Seeing a weird problem when trying to generate one-hot encoded vectors for categorical features using pyspark's OneHotEncoder
(https://spark.apache.org/docs/2.1.0/ml-features.html#onehotencoder) where it seems like the onehot vectors are missing some categories (or are maybe formatted oddly when displayed?).
After having now answered this question (or providing an answer), it appears that the details below are not totally relevant to understanding the problem
Have dataset of the form
1. Wife's age (numerical)
2. Wife's education (categorical) 1=low, 2, 3, 4=high
3. Husband's education (categorical) 1=low, 2, 3, 4=high
4. Number of children ever born (numerical)

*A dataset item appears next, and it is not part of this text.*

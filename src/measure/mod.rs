mod latency_measurer;

pub use latency_measurer::{LatencyMeasurer, LatencyMeasurerGuard, LatencyStats};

5. Wife's religion (binary) 0=Non-Islam, 1=Islam
6. Wife's now working? (binary) 0=Yes, 1=No
7. Husband's occupation (categorical) 1, 2, 3, 4
8. Standard-of-living index (categorical) 1=low, 2, 3, 4=high
9. Media exposure (binary) 0=Good, 1=Not good
10. Contraceptive method used (class attribute) 1=No-use, 2=Long-term, 3=Short-term
with the actual data looking like
wife_age,wife_edu,husband_edu,num_children,wife_religion,wife_working,husband_occupation,SoL_index,media_exposure,contraceptive
24,2,3,3,1,1,2,3,0,1
45,1,3,10,1,1,3,4,0,1
sourced from here: https://archive.ics.uci.edu/ml/datasets/Contraceptive+Method+Choice.
After doing some other preprocessing on the data, then trying to encode the categorical and binary (just for the sake of practice) features to 1hot vectors via...
for inds in ['wife_edu', 'husband_edu', 'husband_occupation', 'SoL_index', 'wife_religion', 'wife_working', 'media_exposure', 'contraceptive']:
encoder = OneHotEncoder(inputCol=inds, outputCol='%s_1hot' % inds)
print encoder.k
dataset = encoder.transform(dataset)
produces a row that looks like
Row(
....,
numeric_features=DenseVector([24.0, 3.0]), numeric_features_normalized=DenseVector([-1.0378, -0.1108]),
wife_edu_1hot=SparseVector(4, {2: 1.0}),
husband_edu_1hot=SparseVector(4, {3: 1.0}),
husband_occupation_1hot=SparseVector(4, {2: 1.0}),
SoL_index_1hot=SparseVector(4, {3: 1.0}),
wife_religion_1hot=SparseVector(1, {0: 1.0}),
wife_working_1hot=SparseVector(1, {0: 1.0}),
media_exposure_1hot=SparseVector(1, {0: 1.0}),
contraceptive_1hot=SparseVector(2, {0: 1.0})
)
My understanding of sparse vector format is that SparseVector(S, {i1: v1}, {i2: v2}, ..., {in: vn})
implies a vector of length S where all values are 0 expect for indices i1,...,in which have corresponding values v1,...,vn (https://www.cs.umd.edu/Outreach/hsContest99/questions/node3.html).
Based on this, it seems like the SparseVector in this case actually denotes the highest index in the vector (not the size). Furthermore, combining all the features (via pyspark's VectorAssembler
) and checking the array version of the resulting dataset.head(n=1)
vector shows
input_features=SparseVector(23, {0: -1.0378, 1: -0.1108, 4: 1.0, 9: 1.0, 12: 1.0, 17: 1.0, 18: 1.0, 19: 1.0, 20: 1.0, 21: 1.0})
indicates a vector looking like
indices: 0 1 2 3 4... 9 12 17 18 19 20 21
[-1.0378, -0.1108, 0, 0, 1, 0, 0, 0, 0, 1, 0, 0, 1, 0, 0, 0, 0, 1, 1, 1, 1, 1, 0, 0]
I would think that it should be impossible to have a sequence of >= 3 consecutive 1s (as can be seen near the tail of the vector above), as this would indicate that one of the onehot vectors (eg. the middle 1) is only of size 1, which would not make sense for any of the data features.
Very new to machine learning stuff, so may be confused about some basic concepts here, but does anyone know what could be going on here?